Yemenite-Israeli boy rubs his hands after washing them (1949)

Halakha (Jewish law) requires that the water used for ritual washing be naturally pure, unused, not contain other substances, and not be discoloured.

Blessing said before washing

A blessing is prescribed over hand washing before eating bread and when one wakes up from his sleep in the morning.[37] Although Maimonides prescribes saying the blessing before one actually pours water over his hands,[38] the custom has developed to recite the blessing only after he has poured water over his hands and has rubbed them together, while they are raised in the air to the height of his chin, prior to his drying them with a towel.[39]

The blessing text is as follows: "Blessed are you, O Lord, our God, King of the Universe, who has sanctified us through your commandments and has commanded us concerning the washing of hands" (Template:Lang-he). Immediately following the recital of the blessing, one must dry the hands with a towel or similar.[40]
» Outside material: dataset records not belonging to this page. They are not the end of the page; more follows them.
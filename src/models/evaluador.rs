use crate::database::{Accessor, Database, Model, Record};

pub static EVALUADOR: Model = Model::new("evaluadores", "id")
    .with_fillable(&[
        "usuario_id",
        "nombre",
        "apellido",
        "dni",
        "domicilio",
        "telefono",
        "email",
        "centro_id",
        "activo",
    ])
    .with_accessors(&[("nombre_completo", super::nombre_completo as Accessor)]);

pub fn find_by_dni(db: &mut Database, dni: &str) -> Option<Record> {
    EVALUADOR.query().where_eq("dni", dni).first(db)
}

/// The evaluator profile linked to a user account.
pub fn find_by_usuario(db: &mut Database, usuario_id: i64) -> Option<Record> {
    EVALUADOR.query().where_eq("usuario_id", usuario_id).first(db)
}

pub fn activos(db: &mut Database) -> Vec<Record> {
    EVALUADOR.query().where_eq("activo", true).get(db)
}
//! Table models of the evaluation domain.
//!
//! Each submodule declares one static [`Model`](crate::database::Model) plus the
//! finders and computed attributes the controllers use. Finders take the
//! request's [`Database`](crate::database::Database) explicitly.

pub mod atleta;
pub mod centro;
pub mod evaluador;
pub mod prueba;
pub mod resultado;
pub mod rol;
pub mod sesion;
pub mod usuario;
pub mod zona;

use crate::database::{Record, Value};

// `nombre apellido`, trimmed, for the models that carry both.
pub(crate) fn nombre_completo(record: &Record) -> Value {
    let full = format!("{} {}", record.get("nombre"), record.get("apellido"));
    Value::Text(full.trim().to_owned())
}
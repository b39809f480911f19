//! HTTP/1.1 protocol types and parsing.
//!
//! This module provides the primitives the application speaks:
//! [`Method`], [`StatusCode`], [`Headers`], [`Request`], and [`Response`].

use std::fmt;

pub mod headers;
pub mod request;
pub mod response;

pub use headers::Headers;
pub use request::Request;
pub use response::Response;

/// The response status codes the application produces.
///
/// # Examples
///
/// ```
/// use captacion::http::StatusCode;
///
/// let status = StatusCode::Found;
/// assert_eq!(status.as_u16(), 302);
/// assert_eq!(status.canonical_reason(), "Found");
/// assert!(status.is_redirect());
/// ```
#[derive(Debug, Clone, Copy, PartialEq, Eq, Hash)]
#[repr(u16)]
pub enum StatusCode {
    // 2xx Success
    Ok = 200,
    Created = 201,
    NoContent = 204,

    // 3xx Redirection
    Found = 302,
    SeeOther = 303,

    // 4xx Client Error
    BadRequest = 400,
    Unauthorized = 401,
    Forbidden = 403,
    NotFound = 404,
    PayloadTooLarge = 413,
    UnprocessableEntity = 422,

    // 5xx Server Error
    InternalServerError = 500,
}

impl StatusCode {
    /// Returns the numeric status code as a `u16`.
    pub fn as_u16(self) -> u16 {
        self as u16
    }

    /// Returns the canonical reason phrase for this status code.
    pub fn canonical_reason(self) -> &'static str {
        match self {
            Self::Ok => "OK",
            Self::Created => "Created",
            Self::NoContent => "No Content",
            Self::Found => "Found",
            Self::SeeOther => "See Other",
            Self::BadRequest => "Bad Request",
            Self::Unauthorized => "Unauthorized",
            Self::Forbidden => "Forbidden",
            Self::NotFound => "Not Found",
            Self::PayloadTooLarge => "Payload Too Large",
            Self::UnprocessableEntity => "Unprocessable Entity",
            Self::InternalServerError => "Internal Server Error",
        }
    }

    pub fn is_success(self) -> bool {
        (200..300).contains(&self.as_u16())
    }

    pub fn is_redirect(self) -> bool {
        (300..400).contains(&self.as_u16())
    }
}

impl fmt::Display for StatusCode {
    fn fmt(&self, f: &mut fmt::Formatter<'_>) -> fmt::Result {
        write!(f, "{} {}", self.as_u16(), self.canonical_reason())
    }
}

/// An HTTP request method.
///
/// Routes match methods by their uppercase name, so anything outside the
/// common set is kept verbatim in `Other` and simply never matches.
///
/// # Examples
///
/// ```
/// use captacion::http::Method;
///
/// let method: Method = "post".parse().unwrap();
/// assert_eq!(method, Method::Post);
/// assert_eq!(method.as_str(), "POST");
/// ```
#[derive(Debug, Clone, PartialEq, Eq, Hash)]
pub enum Method {
    Get,
    Post,
    Put,
    Delete,
    Head,
    Options,
    Patch,
    Other(String),
}

impl Method {
    /// Returns the method as an uppercase string slice.
    pub fn as_str(&self) -> &str {
        match self {
            Self::Get => "GET",
            Self::Post => "POST",
            Self::Put => "PUT",
            Self::Delete => "DELETE",
            Self::Head => "HEAD",
            Self::Options => "OPTIONS",
            Self::Patch => "PATCH",
            Self::Other(s) => s.as_str(),
        }
    }
}

impl fmt::Display for Method {
    fn fmt(&self, f: &mut fmt::Formatter<'_>) -> fmt::Result {
        f.write_str(self.as_str())
    }
}

impl std::str::FromStr for Method {
    type Err = std::convert::Infallible;

    fn from_str(s: &str) -> Result<Self, Self::Err> {
        let upper = s.to_ascii_uppercase();
        Ok(match upper.as_str() {
            "GET" => Self::Get,
            "POST" => Self::Post,
            "PUT" => Self::Put,
            "DELETE" => Self::Delete,
            "HEAD" => Self::Head,
            "OPTIONS" => Self::Options,
            "PATCH" => Self::Patch,
            _ => Self::Other(upper),
        })
    }
}

impl AsRef<str> for Method {
    fn as_ref(&self) -> &str {
        self.as_str()
    }
}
Manner of pouring the water

In two of these hand washings, water is poured out over one's hands with the aid of a vessel: 1) upon waking from sleep, and 2) before eating bread.[41] These hand washings are nearly always accompanied with a special blessing prior to concluding the actual act of washing (see infra). The basis of references in the Bible to this practice, e. g., Elisha pouring water upon the hands of Elijah. Water should be poured on each hand at least twice. A clean dry substance should be used instead if water is unavailable.[citation needed] The hand washing made when one leaves the lavatory or latrine, or when one touches his privy parts, or sweat, may be done simply with running tap water (faucet).

Other methods have developed concerning over which hand one is to begin when pouring water over them. The general custom in the morning (based on a kabbalistic teaching) is to take-up the vessel in one's right hand, pass the vessel into his left hand, and only then begin to pour out water from that vessel over his right hand.[42] Then one reverses the order by taking-up the vessel in his right hand and pouring out water from that vessel over his left hand. This process is repeated altogether three times for each hand, with intermittent changing of hands after each pouring. When this is accomplished, he then takes the vessel and pours out water over both hands, simultaneously, after which he rubs his hands together and then lifts them to make the blessing over his hands, before he wipes them dry.[43]

In the hand washing made for eating bread, the custom differs: one takes the vessel in his right hand and pours water in abundance over his left hand. He then takes the vessel in his left hand and pours water in abundance over his right hand. In this case (for eating bread), it is not necessary to wash the hands three times, intermittently, as is customarily done in the morning. Rather, one or two pours for each hand are sufficient.

Quantity of water

Although the minimal quantity of water needed to fulfill one's religious duty is 1/4 of a log (a liquid measure of capacity equal to the bulk or volume of one and half medium-sized eggs),[44] and must be sufficient to cover at least the middle joints of one's fingers,[45] water poured out in excess of this amount is considered praiseworthy in Jewish law.

Development of hand washing on bread

1890 illustration of laver in the Temple

The most developed and, perhaps, important of these washings is the washing of hands before eating bread. It is looked upon with such rigidity, that those who willfully neglect its practice are said to make themselves liable to excommunication,[46] and bring upon themselves a state of scarcity,[47] and are quickly taken out of the world.[48]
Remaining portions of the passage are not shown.